Stored entries:
Start of Block

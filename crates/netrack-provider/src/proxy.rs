//! Proxy Flow Reader
//!
//! Owns the lifecycle of proxied flows: open the flow, read it chunk by
//! chunk, classify every chunk and record matches, until the flow closes.
//!
//! # Per-flow state
//!
//! ```text
//! Opening ──open ok──▶ Reading ──closed / stop──▶ Closed
//!    │                    │
//!    └──open failed──▶ Failed ◀──read error──┘
//! ```
//!
//! - Chunk N is classified and committed before chunk N+1 is read
//! - A failure ends its own flow only; there are no retries
//! - Datagram flows are drained but never classified

use crate::error::ProviderError;
use crate::lifecycle::{Lifecycle, ProviderState};
use chrono::Utc;
use netrack_filter::{FlowClassifier, Verdict};
use netrack_store::RequestStore;
use std::future::Future;
use std::io;
use std::sync::atomic::{AtomicU64, Ordering};
use std::sync::Arc;
use tokio::sync::{watch, Semaphore};
use tokio::task::JoinHandle;
use tracing::{debug, info, trace, warn};

/// Transport of a proxied flow
#[derive(Debug, Clone, Copy, PartialEq, Eq)]
pub enum Transport {
    Stream,
    Datagram,
}

/// Result of one read on a proxied flow
#[derive(Debug, Clone, PartialEq, Eq)]
pub enum ReadEvent {
    /// Bytes from the client
    Chunk(Vec<u8>),
    /// Nothing this time; the flow is still open
    Empty,
    /// The client closed the flow
    Closed,
}

/// A flow routed through the user-space proxy.
pub trait ProxyFlow: Send + 'static {
    fn transport(&self) -> Transport;

    /// Short label for logs
    fn describe(&self) -> String;

    /// Open the flow for reading.
    fn open(&mut self) -> impl Future<Output = io::Result<()>> + Send;

    /// Read the next chunk.
    fn read(&mut self) -> impl Future<Output = io::Result<ReadEvent>> + Send;
}

/// State of one proxied flow
#[derive(Debug, Clone, Copy, PartialEq, Eq)]
pub enum FlowState {
    Opening,
    Reading,
    Closed,
    Failed,
}

impl FlowState {
    /// Check if the flow has ended
    pub fn is_terminal(&self) -> bool {
        matches!(self, FlowState::Closed | FlowState::Failed)
    }
}

/// Outcome of a finished flow
#[derive(Debug, Clone, Copy, PartialEq, Eq)]
pub struct FlowSummary {
    pub state: FlowState,
    /// Chunks received
    pub chunks: u64,
    /// Records committed
    pub logged: u64,
}

/// Cancellation for everything started during one provider run.
///
/// The provider publishes a run generation that is odd while running and
/// bumped on every start and stop. A signal captures the generation it was
/// created in and is cancelled once that generation is over, so a stop
/// followed by a start never revives an older flow.
#[derive(Debug, Clone)]
pub struct RunSignal {
    rx: watch::Receiver<u64>,
    generation: u64,
}

impl RunSignal {
    pub fn new(mut rx: watch::Receiver<u64>) -> Self {
        let generation = *rx.borrow_and_update();
        Self { rx, generation }
    }

    /// Generation this signal belongs to
    pub fn generation(&self) -> u64 {
        self.generation
    }

    pub fn is_cancelled(&self) -> bool {
        self.generation % 2 == 0
            || self.rx.has_changed().is_err()
            || *self.rx.borrow() != self.generation
    }

    /// Resolve once the run is over or the provider is gone.
    pub async fn cancelled(&mut self) {
        while !self.is_cancelled() {
            if self.rx.changed().await.is_err() {
                return;
            }
        }
    }
}

/// Read loop for a single proxied flow
pub struct ProxyFlowReader<F: ProxyFlow> {
    flow: F,
    classifier: Arc<FlowClassifier>,
    store: RequestStore,
    signal: RunSignal,
    summary: FlowSummary,
}

impl<F: ProxyFlow> ProxyFlowReader<F> {
    pub fn new(flow: F, classifier: Arc<FlowClassifier>, store: RequestStore, signal: RunSignal) -> Self {
        Self {
            flow,
            classifier,
            store,
            signal,
            summary: FlowSummary {
                state: FlowState::Opening,
                chunks: 0,
                logged: 0,
            },
        }
    }

    /// Drive the flow to a terminal state.
    pub async fn run(mut self) -> FlowSummary {
        let label = self.flow.describe();

        if let Err(e) = self.flow.open().await {
            warn!("Failed to open flow {}: {}", label, e);
            self.summary.state = FlowState::Failed;
            return self.summary;
        }
        debug!("Flow {} opened", label);
        self.summary.state = FlowState::Reading;

        loop {
            if self.signal.is_cancelled() {
                debug!("Flow {} stopped", label);
                self.summary.state = FlowState::Closed;
                break;
            }

            let event = tokio::select! {
                biased;
                _ = self.signal.cancelled() => continue,
                event = self.flow.read() => event,
            };

            match event {
                Ok(ReadEvent::Chunk(bytes)) => self.handle_chunk(bytes).await,
                Ok(ReadEvent::Empty) => trace!("Flow {} empty read", label),
                Ok(ReadEvent::Closed) => {
                    debug!("Flow {} closed", label);
                    self.summary.state = FlowState::Closed;
                    break;
                }
                Err(e) => {
                    warn!("Failed to read flow {}: {}", label, e);
                    self.summary.state = FlowState::Failed;
                    break;
                }
            }
        }

        self.summary
    }

    async fn handle_chunk(&mut self, bytes: Vec<u8>) {
        self.summary.chunks += 1;

        if self.flow.transport() == Transport::Datagram {
            trace!("Skipping {} byte datagram", bytes.len());
            return;
        }

        let Ok(text) = String::from_utf8(bytes) else {
            trace!("Ignoring non-UTF-8 chunk");
            return;
        };

        let (text, link) = match self.classifier.classify_payload(&text) {
            Verdict::Loggable { text, link } => (text, link),
            Verdict::NotLoggable => return,
        };

        let store = self.store.clone();
        match tokio::task::spawn_blocking(move || store.append(text, Utc::now(), link)).await {
            Ok(Ok(id)) => {
                debug!("Logged proxied request as {}", id);
                self.summary.logged += 1;
            }
            Ok(Err(e)) => warn!("Failed to log proxied request: {}", e),
            Err(e) => warn!("Store task failed: {}", e),
        }
    }
}
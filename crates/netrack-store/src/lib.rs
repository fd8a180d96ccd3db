//! netrack Request Store
//!
//! Durable, cross-process log of intercepted requests.
//!
//! # Architecture
//!
//! ```text
//!  interceptor process                       viewer process
//! ┌───────────────────────┐               ┌───────────────────────┐
//! │ providers ──append──▶ │               │ fetch_all / delete    │
//! │        writer thread  │               │        writer thread  │
//! │             │         │               │             │         │
//! └─────────────│─────────┘               └─────────────│─────────┘
//!               ▼                                       ▼
//!        ┌───────────────────────────────────────────────────┐
//!        │   <group dir>/NetworkTracker.sqlite  (WAL mode)   │
//!        └───────────────────────────────────────────────────┘
//!                               │ data_version
//!                               ▼
//!                  ChangeWatcher ──▶ ChangeNotifier ──▶ Subscription
//! ```
//!
//! - All mutations of one process go through a single writer thread
//! - SQLite's file lock serializes writers across processes
//! - Every successful commit publishes a `StoreChanged` signal

mod notifier;
mod record;
mod store;
mod watcher;
mod writer;

pub use notifier::{ChangeNotifier, StoreChanged, Subscription};
pub use record::{RecordId, RequestRecord, NO_LINK, NO_QUERY};
pub use store::{RequestStore, StoreConfig, StoreError, DEFAULT_DB_FILE};
pub use watcher::ChangeWatcher;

End of Block

Task to complete: Starting with the first line of the records, repeat every line up to and including the one containing "use chrono::Utc;", and nothing else.

Response to this exercise:
filename crates/netrack-provider/src/proxy.rs
//! Proxy Flow Reader
//!
//! Owns the lifecycle of proxied flows: open the flow, read it chunk by
//! chunk, classify every chunk and record matches, until the flow closes.
//!
//! # Per-flow state
//!
//! ```text
//! Opening ──open ok──▶ Reading ──closed / stop──▶ Closed
//!    │                    │
//!    └──open failed──▶ Failed ◀──read error──┘
//! ```
//!
//! - Chunk N is classified and committed before chunk N+1 is read
//! - A failure ends its own flow only; there are no retries
//! - Datagram flows are drained but never classified

use crate::error::ProviderError;
use crate::lifecycle::{Lifecycle, ProviderState};
use chrono::Utc;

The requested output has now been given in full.